[VIEWPOINT]Suddenly, everyone’s a reformerSometimes one gets the feeling that politics is a wondrous thing. Who was it that said politics makes the impossible possible? The Grand National Party, which had maintained a negative view on political reform until recently, now is putting forth all kinds of “innovative” reform ideas every day. What is even more surprising is that the United Liberal Democratic leader Kim Jong-pil, who would seem to be as far from reform as possible, is also calling for political reforms. Whatever the reason, it is a welcome change.
In this atmosphere, the political sector has agreed on such political reforms as abolishing local chapters and publicly managing elections.
Among these political reform proposals, the most eye-catching one is the abolishment of local chapters. Until now local chapters have been criticized as “money-guzzlers,” the biggest examples of high-cost politics. The cost of maintaining a local chapter varies from politician to politician, but is reported to be around 20 million won ($17,000) a month. That amounts to 240 million a year, making it a total cost of 1 billion won for a legislator to keep up a local chapter during a four-year term. The pre-tax annual income of a National Assemblyman, even when including all sorts of payments, only amounts to 100 million won. Therefore, he or she would need to receive more than 300 million won in donations or party subsidies to maintain a local chapter, let alone funding an election campaign. Under these circumstances, the abolishment of local chapters is a desirable example of the political sector’s resolution to shed high-cost politics.
However, thinking realistically, it is doubtful that the abolishment of local chapters will provide a fundamental solution to the problem of high-cost politics, as intended. Korean local chapters are technically sub-organizations of a political party, but in reality are more in the nature of private organizations, aimed at helping the local chapter head get elected. The reason it costs so much to maintain a local chapter is that local chapters are not managed by those who voluntarily participate in the party activities, investing their time and efforts in beliefs and policies they agree with, but by a paid staff. The reason it costs so much to run an election campaign is that the “organization” will not move unless money is spent.
Considering such realities of our politics, it is difficult to say that the problem of expensive politics will be solved just because we abolish local chapters in time for the general elections early next year. There is not a single politician who expects local residents who have never participated in local chapters to start voluntarily engaging in campaigns just because the local chapters are closed. Now that the local chapters are about to disappear, they will be replaced by the private organizations of the candidates. The local chapters had been functioning as private organizations of the local chapter head anyway, so there will only be a superficial change. Indeed, once the formal party sub-organizations regulated by law are abolished, election campaigns would center on private organizations, and thus there could be more money being used secretly.

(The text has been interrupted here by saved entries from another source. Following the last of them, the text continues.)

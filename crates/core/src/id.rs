// SPDX-License-Identifier: BUSL-1.1
// Copyright (c) 2026 Alfred Jean LLC

//! ID generation abstractions

use std::sync::atomic::{AtomicU64, Ordering};
use std::sync::Arc;

/// Trait for truncating identifiers to a short prefix.
pub trait ShortId {
    /// Returns a string slice truncated to at most `n` characters.
    fn short(&self, n: usize) -> &str;
}

impl ShortId for str {
    fn short(&self, n: usize) -> &str {
        if self.len() <= n {
            self
        } else {
            &self[..n]
        }
    }
}

/// Define a newtype ID wrapper around `String`.
///
/// Generates `new()`, `as_str()`, `short()`, `Display`, `From<String>`,
/// `From<&str>`, `PartialEq<str>`, `PartialEq<&str>`, and `Borrow<str>`
/// implementations.
///
/// ```ignore
/// define_id! {
///     /// Doc comment for the ID type.
///     pub struct MyId;
/// }
/// ```
#[macro_export]
macro_rules! define_id {
    (
        $(#[$meta:meta])*
        pub struct $name:ident;
    ) => {
        $(#[$meta])*
        #[derive(Debug, Clone, PartialEq, Eq, Hash, serde::Serialize, serde::Deserialize)]
        pub struct $name(pub String);

        impl $name {
            pub fn new(id: impl Into<String>) -> Self {
                Self(id.into())
            }

            pub fn as_str(&self) -> &str {
                &self.0
            }

            /// Returns a string slice truncated to at most `n` characters.
            pub fn short(&self, n: usize) -> &str {
                if self.0.len() <= n {
                    &self.0
                } else {
                    &self.0[..n]
                }
            }
        }

        impl std::fmt::Display for $name {
            fn fmt(&self, f: &mut std::fmt::Formatter<'_>) -> std::fmt::Result {
                write!(f, "{}", self.0)
            }
        }

        impl From<String> for $name {
            fn from(s: String) -> Self {
                Self(s)
            }
        }

        impl From<&str> for $name {
            fn from(s: &str) -> Self {
                Self(s.to_string())
            }
        }

        impl PartialEq<str> for $name {
            fn eq(&self, other: &str) -> bool {
                self.0 == other
            }
        }

        impl PartialEq<&str> for $name {
            fn eq(&self, other: &&str) -> bool {
                self.0 == *other
            }
        }

        impl std::borrow::Borrow<str> for $name {
            fn borrow(&self) -> &str {
                &self.0
            }
        }
    };
}

/// Generates unique identifiers.
pub trait IdGen: Send + Sync {
    /// Returns a lowercase hex identifier (128 bits of randomness in
    /// production; sequential and predictable in tests).
    fn next(&self) -> String;
}

/// UUID-v4-based ID generator for production use.
///
/// Rendered as the UUID's plain hex digits (no hyphens) so task IDs read as
/// a single opaque 32-character lowercase hex token, matching spec.md's
/// "128-bit random, rendered as lowercase hex" identity rule.
#[derive(Clone, Default)]
pub struct UuidIdGen;

impl IdGen for UuidIdGen {
    fn next(&self) -> String {
        uuid::Uuid::new_v4().simple().to_string()
    }
}

/// Sequential ID generator for deterministic tests.
#[derive(Clone)]
pub struct SequentialIdGen {
    prefix: String,
    counter: Arc<AtomicU64>,
}

impl SequentialIdGen {
    pub fn new(prefix: impl Into<String>) -> Self {
        Self {
            prefix: prefix.into(),
            counter: Arc::new(AtomicU64::new(1)),
        }
    }
}

impl Default for SequentialIdGen {
    fn default() -> Self {
        Self::new("task")
    }
}

impl IdGen for SequentialIdGen {
    fn next(&self) -> String {
        let n = self.counter.fetch_add(1, Ordering::SeqCst);
        format!("{}-{:032x}", self.prefix, n)
    }
}

#[cfg(test)]
#[path = "id_tests.rs"]
mod tests;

As an illustration, consider how the prohibition of alcohol in the United States in the 1920s ended up encouraging underground illegal sales of alcohol, rather than leading people to give up drinking.
If high-cost politics is the result of organizations mobilized by money, then the solution lies in encouraging the participation of volunteers, or reinforcing the regulations that prohibit mobilizing organizations with money. Because we can’t expect the rate of voluntary participation to increase overnight, the only alternative left is to make the politicians give up running money-fueled election campaigns by enforcing political funding laws. In short, what is more urgent than abolishing local chapters is establishing a strict supervisory system over the income and expenditure particulars of political funds, and punishing illegal deeds strictly and without exception.
Reform is always a challenge to vested interests. Only when there is a firm resolution on the part of the political sector to create a new, fundamentally different political environment, at the cost of giving up its own interests, is political reform possible. However, the proposals to abolish local chapters and prohibit supporters’ associations, the results of which cannot be guaranteed, can hardly avoid criticism that they are nothing but tricks to distract the public’s attention from the investigation into last year’s election funds. The political sector still does not seem to understand the public’s desire that it change its old ways.
* The writer is a professor of political science at Soongsil University. Translation by the JoongAng Daily staff.